Modern türbinler başlıca iki türlüdür:
Çarpmalı türbinlerde, hızla püsküren bir akışkan (sıvı ya da gaz) bir milin
çevresine yerleştirilmiş kanatlara çarpar, bu çarpmanın kuvveti ve hızı mili
döndürür.
Tepkili türbinlerde ise, kanatların arasından büyük miktarlarda yüksek
basınçlı akışkan geçirilir ve kanatlar bu akışkanın ağırlığının ya da basıncının
etkisiyle döner.
Türbin Çeşitleri
– Buhar Türbinleri
– Su Türbinleri
– Gaz Türbinleri
– Hava ve Rüzgâr Türbinleri
Buhar Türbinleri
Genelde enerji santrallerinde kullanılırlar.Fosil yakıtlardan yada nükleer
enerjiden alınan enerjiyle buhar elde edilir.
Bir buhar türbini, silindir biçiminde koruyucu bir kılıfın içine yerleştirilmiş,
rotor denen tambur biçimli döner bir milden oluşur. Kazandan gelen buhar,
silindirdeki memelerden geçirilerek bir buhar jeti haline getirilir ve buradan,
rotora takılı bir bileziğin üzerindeki kanatlara çarptırılır. Silindir buhar
enerjisinin boşa gitmemesini sağlar.
En iyi sonucu almak için, kanatların dönme hızının buharın memeden püskürme
hızının kabaca yarısı kadar olması gerekir. Yaklaşık 14 atmosfer başmandaki
buhar, memeden saniyede 600 metrenin üzerinde bir hızla püskürür. Eğer türbinde
tek bir kanat bileziği varsa, bu hızda gelen bir buharın tüm enerjisini
alabilmek için rotorun inanılmaz bir hızda dönmesi gerekir. Bu güçlüğün
üstesinden gelmek için buhar rotor üzerindeki birinci kanat bileziğinden
çıktıktan sonra, silindir üzerine sabit biçimde yerleştirilmiş, stator denen bir
başka kanat dizisinden geçirilir. Bu sabit kanat dizisi buharı ikinci bir
hareketli kanat dizisine doğru yöneltir; bu hareketli diziden çıkan buhar ise bu
kez ikinci bir sabit kanat dizisinden geçirilir ve bu böylece yinelenip gider.

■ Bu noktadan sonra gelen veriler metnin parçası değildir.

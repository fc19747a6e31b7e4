//! Store configuration
//!
//! Everything a [`KeyVaultBlobStore`](crate::KeyVaultBlobStore) needs is
//! supplied up front in one [`KeyVaultStoreConfig`]. It deserializes from any
//! serde format (credentials tagged by `type`) except for the
//! [`CredentialSource::Provided`] variant, which only exists in code.
//!
//! ```toml
//! vault_url = "https://my-vault.vault.azure.net/"
//! prefix = "orders-"
//! timeout = "30s"
//!
//! [credential]
//! type = "client_secret"
//! tenant_id = "..."
//! client_id = "..."
//! client_secret = "..."
//! ```

use std::collections::HashMap;
use std::fmt;
use std::sync::Arc;
use std::time::Duration;

use secrecy::SecretString;
use serde::{Deserialize, Deserializer};
use url::{Host, Url};

use crate::credential::TokenCredential;

/// Key Vault REST API version used when none is configured
pub const DEFAULT_API_VERSION: &str = "7.4";

/// Largest `maxresults` the list endpoint accepts
pub const MAX_PAGE_SIZE: u32 = 25;

/// Environment variable holding the vault URL for [`KeyVaultStoreConfig::from_env`]
pub const VAULT_URL_ENV: &str = "AZURE_KEYVAULT_URL";

/// Environment variable holding the optional key prefix
pub const PREFIX_ENV: &str = "AZURE_KEYVAULT_PREFIX";

const PUBLIC_CLOUD_SCOPE: &str = "https://vault.azure.net/.default";

/// Configuration error types
#[derive(Debug, thiserror::Error)]
pub enum ConfigError {
    /// Invalid configuration value
    #[error("Invalid configuration: {field}: {reason}")]
    InvalidValue {
        /// Offending field
        field: String,
        /// What is wrong with it
        reason: String,
    },

    /// Missing required configuration
    #[error("Missing required configuration: {field}")]
    MissingRequired {
        /// Missing field
        field: String,
    },
}

impl ConfigError {
    pub(crate) fn invalid(field: &str, reason: impl Into<String>) -> Self {
        Self::InvalidValue {
            field: field.into(),
            reason: reason.into(),
        }
    }
}

/// Validation shared by provider configurations
pub trait ProviderConfig: Send + Sync + Clone {
    /// Check every parameter, reporting the first problem found
    fn validate(&self) -> Result<(), ConfigError>;

    /// Provider name for logging
    fn provider_name(&self) -> &'static str;
}

/// Where access tokens come from
#[derive(Clone, Default, Deserialize)]
#[serde(tag = "type", rename_all = "snake_case")]
pub enum CredentialSource {
    /// Service principal with a client secret
    ClientSecret {
        /// Directory (tenant) id
        tenant_id: String,
        /// Application (client) id
        client_id: String,
        /// Client secret
        #[serde(deserialize_with = "de_secret")]
        client_secret: SecretString,
        /// Authority override, e.g. for sovereign clouds
        #[serde(default)]
        authority_host: Option<Url>,
    },

    /// Environment, then managed identity, then Azure CLI
    #[default]
    DefaultChain,

    /// Caller-supplied credential
    #[serde(skip)]
    Provided(Arc<dyn TokenCredential>),
}

impl CredentialSource {
    /// Client-secret source using the public-cloud authority
    pub fn client_secret(
        tenant_id: impl Into<String>,
        client_id: impl Into<String>,
        client_secret: impl Into<String>,
    ) -> Self {
        Self::ClientSecret {
            tenant_id: tenant_id.into(),
            client_id: client_id.into(),
            client_secret: SecretString::from(client_secret.into()),
            authority_host: None,
        }
    }

    /// Source wrapping an existing credential
    pub fn provided(credential: impl TokenCredential + 'static) -> Self {
        Self::Provided(Arc::new(credential))
    }

    fn kind(&self) -> &'static str {
        match self {
            Self::ClientSecret { .. } => "client_secret",
            Self::DefaultChain => "default_chain",
            Self::Provided(_) => "provided",
        }
    }
}

impl fmt::Debug for CredentialSource {
    fn fmt(&self, f: &mut fmt::Formatter<'_>) -> fmt::Result {
        match self {
            Self::ClientSecret {
                tenant_id,
                client_id,
                authority_host,
                ..
            } => f
                .debug_struct("ClientSecret")
                .field("tenant_id", tenant_id)
                .field("client_id", client_id)
                .field("client_secret", &"[REDACTED]")
                .field("authority_host", authority_host)
                .finish(),
            Self::DefaultChain => f.write_str("DefaultChain"),
            Self::Provided(_) => f.write_str("Provided"),
        }
    }
}

/// Configuration for [`KeyVaultBlobStore`](crate::KeyVaultBlobStore)
#[derive(Debug, Clone, Deserialize)]
pub struct KeyVaultStoreConfig {
    /// Vault endpoint, e.g. `https://my-vault.vault.azure.net/`
    pub vault_url: Url,

    /// Token source
    #[serde(default)]
    pub credential: CredentialSource,

    /// Prepended to every key; only ASCII letters, digits and `-`
    #[serde(default)]
    pub prefix: String,

    /// REST API version
    #[serde(default = "default_api_version")]
    pub api_version: String,

    /// `maxresults` for listing calls (1..=25); service default when unset
    #[serde(default)]
    pub page_size: Option<u32>,

    /// Per-request HTTP timeout; none when unset
    #[serde(default, with = "humantime_serde")]
    pub timeout: Option<Duration>,

    /// Token scope; derived from the vault host when unset
    #[serde(default)]
    pub scope: Option<String>,

    /// Content type recorded on every write
    #[serde(default)]
    pub content_type: Option<String>,

    /// Tags recorded on every write
    #[serde(default)]
    pub default_tags: HashMap<String, String>,
}

fn de_secret<'de, D>(deserializer: D) -> Result<SecretString, D::Error>
where
    D: Deserializer<'de>,
{
    String::deserialize(deserializer).map(SecretString::from)
}

fn default_api_version() -> String {
    DEFAULT_API_VERSION.to_string()
}

impl KeyVaultStoreConfig {
    /// Configuration for `vault_url` with the default credential chain
    pub fn new(vault_url: Url) -> Self {
        Self {
            vault_url,
            credential: CredentialSource::DefaultChain,
            prefix: String::new(),
            api_version: default_api_version(),
            page_size: None,
            timeout: None,
            scope: None,
            content_type: None,
            default_tags: HashMap::new(),
        }
    }

    /// Read `AZURE_KEYVAULT_URL` and `AZURE_KEYVAULT_PREFIX`
    pub fn from_env() -> Result<Self, ConfigError> {
        let raw = std::env::var(VAULT_URL_ENV).map_err(|_| ConfigError::MissingRequired {
            field: VAULT_URL_ENV.into(),
        })?;
        let vault_url =
            Url::parse(&raw).map_err(|e| ConfigError::invalid(VAULT_URL_ENV, e.to_string()))?;

        let mut config = Self::new(vault_url);
        if let Ok(prefix) = std::env::var(PREFIX_ENV) {
            config.prefix = prefix;
        }
        Ok(config)
    }

    /// Set the credential source
    pub fn with_credential(mut self, credential: CredentialSource) -> Self {
        self.credential = credential;
        self
    }

    /// Set the key prefix
    pub fn with_prefix(mut self, prefix: impl Into<String>) -> Self {
        self.prefix = prefix.into();
        self
    }

    /// Set the listing page size
    pub fn with_page_size(mut self, page_size: u32) -> Self {
        self.page_size = Some(page_size);
        self
    }

    /// Set the per-request timeout
    pub fn with_timeout(mut self, timeout: Duration) -> Self {
        self.timeout = Some(timeout);
        self
    }

    /// Override the token scope
    pub fn with_scope(mut self, scope: impl Into<String>) -> Self {
        self.scope = Some(scope.into());
        self
    }

    /// Record `content_type` on every write
    pub fn with_content_type(mut self, content_type: impl Into<String>) -> Self {
        self.content_type = Some(content_type.into());
        self
    }

    /// Record a tag on every write
    pub fn with_tag(mut self, key: impl Into<String>, value: impl Into<String>) -> Self {
        self.default_tags.insert(key.into(), value.into());
        self
    }

    /// Token scope for this vault
    ///
    /// Public-cloud vaults (`*.vault.azure.net`) and non-vault hosts use
    /// `https://vault.azure.net/.default`; sovereign clouds use their own
    /// DNS suffix, e.g. `https://vault.azure.cn/.default`.
    pub fn token_scope(&self) -> String {
        if let Some(scope) = &self.scope {
            return scope.clone();
        }

        match self.vault_url.host_str() {
            Some(host) if host.contains(".vault.") => match host.split_once('.') {
                Some((_, suffix)) => format!("https://{suffix}/.default"),
                None => PUBLIC_CLOUD_SCOPE.to_string(),
            },
            _ => PUBLIC_CLOUD_SCOPE.to_string(),
        }
    }

    pub(crate) fn credential_kind(&self) -> &'static str {
        self.credential.kind()
    }
}

fn is_loopback(url: &Url) -> bool {
    match url.host() {
        Some(Host::Domain(domain)) => domain == "localhost",
        Some(Host::Ipv4(ip)) => ip.is_loopback(),
        Some(Host::Ipv6(ip)) => ip.is_loopback(),
        None => false,
    }
}

impl ProviderConfig for KeyVaultStoreConfig {
    fn validate(&self) -> Result<(), ConfigError> {
        match self.vault_url.scheme() {
            "https" => {}
            "http" if is_loopback(&self.vault_url) => {}
            "http" => {
                return Err(ConfigError::invalid(
                    "vault_url",
                    "must use https (http is only accepted for loopback hosts)",
                ));
            }
            other => {
                return Err(ConfigError::invalid(
                    "vault_url",
                    format!("unsupported scheme '{other}'"),
                ));
            }
        }

        if self.vault_url.host_str().is_none_or(str::is_empty) {
            return Err(ConfigError::MissingRequired {
                field: "vault_url.host".into(),
            });
        }

        if let Some(bad) = self
            .prefix
            .chars()
            .find(|c| !(c.is_ascii_alphanumeric() || *c == '-'))
        {
            return Err(ConfigError::invalid(
                "prefix",
                format!("'{bad}' is not allowed; use letters, digits and '-'"),
            ));
        }

        if self.api_version.trim().is_empty() {
            return Err(ConfigError::MissingRequired {
                field: "api_version".into(),
            });
        }

        if let Some(size) = self.page_size
            && !(1..=MAX_PAGE_SIZE).contains(&size)
        {
            return Err(ConfigError::invalid(
                "page_size",
                format!("must be between 1 and {MAX_PAGE_SIZE}, got {size}"),
            ));
        }

        if self.timeout.is_some_and(|t| t.is_zero()) {
            return Err(ConfigError::invalid("timeout", "must be greater than zero"));
        }

        if let CredentialSource::ClientSecret {
            tenant_id,
            client_id,
            ..
        } = &self.credential
        {
            if tenant_id.trim().is_empty() {
                return Err(ConfigError::MissingRequired {
                    field: "credential.tenant_id".into(),
                });
            }
            if client_id.trim().is_empty() {
                return Err(ConfigError::MissingRequired {
                    field: "credential.client_id".into(),
                });
            }
        }

        Ok(())
    }

    fn provider_name(&self) -> &'static str {
        "AzureKeyVault"
    }
}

Böylece, buhar hızı her bir kanat dizisinden geçişte biraz düşürülmüş ve rotorun
en ucundaki son kanat dizisinden çıkışta buhar enerjisinin artık çok büyük bir
bölümü alınmış olur. Buharın hızı azaldıkça basınç da düşer ve bu nedenle de
buhar giderek daha çok yer kaplar; dolayısıyla, çizimde gösterildiği gibi,
birbirini izleyen türbin kademelerinin çapının giderek büyümesi gerekir.

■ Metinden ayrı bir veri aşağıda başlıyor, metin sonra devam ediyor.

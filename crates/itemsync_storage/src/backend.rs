//! The backend trait the journal writes through.

use crate::error::StorageResult;

/// An append-only byte store.
///
/// The journal is the only writer. It appends whole frames, reads them back
/// during recovery and cuts a torn or rolled-back tail with [`truncate`].
///
/// # Invariants
///
/// - `append` returns the offset the bytes were written at, which is the
///   size of the store before the call
/// - `read_at` returns exactly the bytes appended at that offset
/// - `truncate` only ever shrinks the store
///
/// [`truncate`]: StorageBackend::truncate
pub trait StorageBackend: Send + Sync {
    /// Reads `len` bytes starting at `offset`.
    ///
    /// # Errors
    ///
    /// Fails with [`crate::StorageError::ReadPastEnd`] when the range is not
    /// fully inside the store, or with an I/O error.
    fn read_at(&self, offset: u64, len: usize) -> StorageResult<Vec<u8>>;

    /// Appends `data` and returns the offset it starts at.
    ///
    /// # Errors
    ///
    /// Returns an error if the write fails. The store may then hold a partial
    /// tail, which the caller is expected to truncate away.
    fn append(&mut self, data: &[u8]) -> StorageResult<u64>;

    /// Pushes buffered writes to the operating system.
    ///
    /// # Errors
    ///
    /// Returns an error if the flush fails.
    fn flush(&mut self) -> StorageResult<()>;

    /// Makes all appended data and file metadata durable.
    ///
    /// # Errors
    ///
    /// Returns an error if the sync fails.
    fn sync(&mut self) -> StorageResult<()>;

    /// Current size in bytes; the offset of the next append.
    ///
    /// # Errors
    ///
    /// Returns an error if the size cannot be determined.
    fn size(&self) -> StorageResult<u64>;

    /// Drops everything at or after `new_size`.
    ///
    /// # Errors
    ///
    /// Fails with [`crate::StorageError::TruncatePastEnd`] if `new_size` is
    /// larger than the current size.
    fn truncate(&mut self, new_size: u64) -> StorageResult<()>;
}

impl<B: StorageBackend + ?Sized> StorageBackend for Box<B> {
    fn read_at(&self, offset: u64, len: usize) -> StorageResult<Vec<u8>> {
        (**self).read_at(offset, len)
    }

    fn append(&mut self, data: &[u8]) -> StorageResult<u64> {
        (**self).append(data)
    }

    fn flush(&mut self) -> StorageResult<()> {
        (**self).flush()
    }

    fn sync(&mut self) -> StorageResult<()> {
        (**self).sync()
    }

    fn size(&self) -> StorageResult<u64> {
        (**self).size()
    }

    fn truncate(&mut self, new_size: u64) -> StorageResult<()> {
        (**self).truncate(new_size)
    }
}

İngiliz mühendis ve mucit Charles Parsons’ ın geliştirdiği bu türbin türü, bütün
dünyada elektrik santrallarındaki üreteçlerin çalıştırılmasında ve buharlı
gemilerin pervanelerinin döndürülmesinde kullanılır. İlk Parsons türbini 1884’te
yapılmıştı. Yaklaşık 7,5 kilowatt (10 beygir gücü) gücündeki bu türbin bir
elektrik üretecinin çalıştırılmasında kullanıldı.
Bu tür türbinler ekonomiktir, sarsıntısız ve sessiz çalışır, çok büyük boyutlarda
yapılabilir. 500 ve 660 megawatt (670.000 ve 885.000 beygir gücü) gücünde
olanları yaygındır; hatta gücü 1.000 megawatt’ın (1.340.400 beygir gücünün)
üzerinde olan buhar türbinleri yapılmıştır. Bugün 2.000 megawatt’lık (2.680.700
beygir güçlük) Parsons türbinleri tasarımlanmaktadır.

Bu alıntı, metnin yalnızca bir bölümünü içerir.